Orfani si chiamano i ragazzini di dieci anni o anche meno che, molto spesso a
causa di qualche disgrazia, si ritrovano soli al mondo e devono affidare la
loro vita alla clemenza di qualche parente per non vedersi assegnati alle cure
di un istituto – si chiamano proprio orfanatrofi - con il rischio di iniziare un percorso di
vita che molto spesso diventa un tunnel dal quale non si ha più la possibilità di
uscire per ritrovare la luce.
La fortuna mi ha concesso di
avere avuto i miei genitori ancora in vita – e soprattutto in salute – quando
ho compiuto i miei quarant’anni. L’avevo sempre considerato un augurio quello
di poter salutare insieme ai miei genitori il sorgere del nuovo millennio
(sono del ’60 e quindi ho compiuto quarant’anni nel 2000). Così è stato e sono
grato, non so a chi, ma forse semplicemente alla vita, di avermi concesso il
privilegio di aver festeggiato il terzo millennio in loro compagnia. Tra i miei
cugini sono stato tra i più fortunati perché ho dovuto sopportare il dolore
della perdita di un genitore più tardi degli altri. Quando mi è successo, loro,
parlo dei miei parenti prossimi, avevano già dovuto affrontare almeno una volta
quell’evento. L’ho sempre considerata, con un po’ di senso di colpa, una
fortuna. Poi nel giro di qualche anno tutto è cambiato e mi sono ritrovato,
insieme alle mie sorelle, senza genitori: un orfano, appunto. Qualcuno, con una
visione un po’ più cinica delle cose, potrebbe dire che ci si sente orfani nel
momento in cui sai di non avere più barriere fisiche, vale a dire altre persone, che
si frappongono tra te e l’imponderabile destino che si prospetta ad ognuno di
noi. Ci si sente soli contro la morte: insomma, sai di essere il prossimo della
lista. Non credo si tratti solo di quello, anzi: ne sono sicuro! Non è
semplicemente un paravento che cade quello che viene a mancare, anche se è un
paravento che ti fa apparire la tua fine più lontana, ma è tutto il resto che
viene a scomparire. Sono le tue radici, le tue origini, il tuo essere, per cui
necessariamente ti senti più solo. In questi giorni di Olimpiadi gira un famoso
spot pubblicitario che parla del rapporto madre e figlio che, quando lo guardi,
se riesci a non farti scappare la lacrima, vuol dire proprio che non hai cuore.

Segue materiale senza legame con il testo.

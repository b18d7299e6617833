//! Compiled selection criteria.

use crate::ast::Criterion;
use crate::candidate::{Candidate, FsCandidate};
use crate::parser;
use crate::walk::{WalkOptions, walk};
use oxizip_core::error::{OxiZipError, Result};
use std::fmt;
use std::path::{Path, PathBuf};
use std::str::FromStr;
use tracing::debug;

/// A path chosen by [`FileSelector::select`].
#[derive(Debug, Clone, PartialEq, Eq)]
pub struct Selected {
    /// Full filesystem path.
    pub path: PathBuf,
    /// Path relative to the selection root.
    pub relative: PathBuf,
    /// Whether the path is a directory.
    pub is_dir: bool,
}

/// Parsed selection criteria.
///
/// ```rust
/// use oxizip_select::FileSelector;
///
/// let selector = FileSelector::new("name = *.txt AND size > 1kb").unwrap();
/// assert_eq!(selector.to_string(), "(name = '*.txt' AND size > 1024)");
/// assert!(FileSelector::new("size >").is_err());
/// ```
#[derive(Debug, Clone)]
pub struct FileSelector {
    source: String,
    criterion: Criterion,
    options: WalkOptions,
}

impl FileSelector {
    /// Parse criteria. Syntax errors are reported here, before any
    /// filesystem access.
    pub fn new(criteria: &str) -> Result<Self> {
        let criterion = parser::parse(criteria)?;
        debug!(criteria, parsed = %criterion, "parsed selection criteria");
        Ok(Self {
            source: criteria.to_string(),
            criterion,
            options: WalkOptions::default(),
        })
    }

    /// The criteria string as given.
    pub fn source(&self) -> &str {
        &self.source
    }

    /// The parsed criteria.
    pub fn criterion(&self) -> &Criterion {
        &self.criterion
    }

    /// Whether to descend into symlinked directories (default false).
    pub fn set_follow_reparse_points(&mut self, follow: bool) {
        self.options.follow_reparse_points = follow;
    }

    /// Whether symlinked directories are followed.
    pub fn follow_reparse_points(&self) -> bool {
        self.options.follow_reparse_points
    }

    /// Limit traversal depth.
    pub fn set_max_depth(&mut self, depth: usize) {
        self.options.max_depth = depth;
    }

    /// Evaluate against a single candidate.
    pub fn matches(&self, candidate: &dyn Candidate) -> bool {
        self.criterion.evaluate(candidate)
    }

    /// Select files and directories below `dir` that match.
    pub fn select(&self, dir: &Path, recurse: bool) -> Result<Vec<Selected>> {
        let options = WalkOptions {
            recurse,
            ..self.options
        };
        let mut selected = Vec::new();
        for entry in walk(dir, options)? {
            let candidate = match FsCandidate::from_path(&entry.path) {
                Ok(c) => c,
                Err(e) if e.is_io() => {
                    // Removed between listing and stat.
                    debug!(path = %entry.path.display(), error = %e, "skipping vanished path");
                    continue;
                }
                Err(e) => return Err(e),
            };
            if self.matches(&candidate) {
                selected.push(Selected {
                    path: entry.path,
                    relative: entry.relative,
                    is_dir: entry.is_dir,
                });
            }
        }
        debug!(dir = %dir.display(), recurse, count = selected.len(), "selection complete");
        Ok(selected)
    }

    /// Select matching regular files below `dir`.
    pub fn select_files(&self, dir: &Path, recurse: bool) -> Result<Vec<PathBuf>> {
        Ok(self
            .select(dir, recurse)?
            .into_iter()
            .filter(|s| !s.is_dir)
            .map(|s| s.path)
            .collect())
    }
}

impl FromStr for FileSelector {
    type Err = OxiZipError;

    fn from_str(s: &str) -> Result<Self> {
        Self::new(s)
    }
}

impl fmt::Display for FileSelector {
    fn fmt(&self, f: &mut fmt::Formatter<'_>) -> fmt::Result {
        write!(f, "{}", self.criterion)
    }
}

#[cfg(test)]
mod tests {
    use super::*;
    use std::fs;

    #[test]
    fn test_select_files() {
        let dir = tempfile::tempdir().unwrap();
        fs::create_dir(dir.path().join("sub")).unwrap();
        fs::write(dir.path().join("a.txt"), b"hello").unwrap();
        fs::write(dir.path().join("b.bin"), vec![0u8; 4096]).unwrap();
        fs::write(dir.path().join("sub/c.txt"), b"hi").unwrap();

        let selector = FileSelector::new("*.txt").unwrap();
        let flat = selector.select_files(dir.path(), false).unwrap();
        assert_eq!(flat, vec![dir.path().join("a.txt")]);

        let deep = selector.select_files(dir.path(), true).unwrap();
        assert_eq!(deep.len(), 2);

        let big = FileSelector::new("size > 1kb").unwrap();
        assert_eq!(
            big.select_files(dir.path(), true).unwrap(),
            vec![dir.path().join("b.bin")]
        );

        let dirs = FileSelector::new("type = D").unwrap();
        let found = dirs.select(dir.path(), true).unwrap();
        assert_eq!(found.len(), 1);
        assert!(found[0].is_dir);
    }

    #[test]
    fn test_from_str() {
        let selector: FileSelector = "name != *.tmp".parse().unwrap();
        assert_eq!(selector.source(), "name != *.tmp");
        assert!("(".parse::<FileSelector>().is_err());
    }
}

Senza voler eccedere al sentimentalismo di quel video - fatto, tra l’altro,
molto bene – è proprio di quelle emozioni che sto parlando. Il sorriso dei tuoi
genitori quando sono lì il tuo primo giorno di scuola e poi ritrovarli in
quello della tua laurea oppure il giorno del tuo matrimonio, o in quello in cui
li hai fatti diventare nonni, il giorno in cui riuscivi a pedalare da solo in
bicicletta, o arrivavi a nuoto alla prima boa del lido, oppure quando soffiavi
sulle candeline dei tuoi compleanni. Ho sempre ritenuto che le scelte più
importanti della mia vita, io le abbia prese in completa autonomia. Per quanto
abbia potuto ho sempre cercato di costruirmi da solo la mia vita. Nello stesso
tempo sono anche super convinto che dietro ogni scelta ci siano sempre stati
loro e i valori che mi hanno insegnato. Non si trattava di farsi imporre delle
loro decisioni, ma non posso immaginare che quel mio essere determinato nel
voler arrivare ad ogni costo agli obiettivi che mi sono man mano prefisso nella
vita non fosse dovuto all’educazione che loro mi hanno dato. La certezza che
quei valori restino impressi nel tuo carattere anche quando i tuoi genitori non
ci sono più è un po’ una consolazione che serve a rappacificarti con la vita nei
momenti in cui la tristezza ti pervade per la loro mancanza. Così come a volte
può funzionare da balsamo ristoratore credere nell’immortalità dell’anima che ci
fa immaginare funzioni protettrici sulle nostre azioni esercitate dai nostri
parenti non più in vita che ci garantiscono una vita terrena più sicura. La mia
mente – troppo razionale per certi aspetti – non mi consente di cedere alle
lusinghe della fede per cui mi consolo immaginandomi la loro felicità qualora fossero
stati presenti a qualche evento da me vissuto dopo la loro scomparsa. L’immagine
di vedermeli lì presenti con il loro sorriso per manifestare la loro approvazione,
mi fa sentire felice e meno solo. Di certo non mi fa sentire in colpa il non
averli fisicamente con me. E’ la vita che ha predisposto quell’evenienza e su
quello io non posso farci nulla. So di essere stato un figlio che non ha creato
grossi problemi e che ha sempre agito avendo massimo rispetto nei confronti dei
propri genitori. So che loro questo l’hanno apprezzato. Sarò anche orfano, ma
sono un orfano felice.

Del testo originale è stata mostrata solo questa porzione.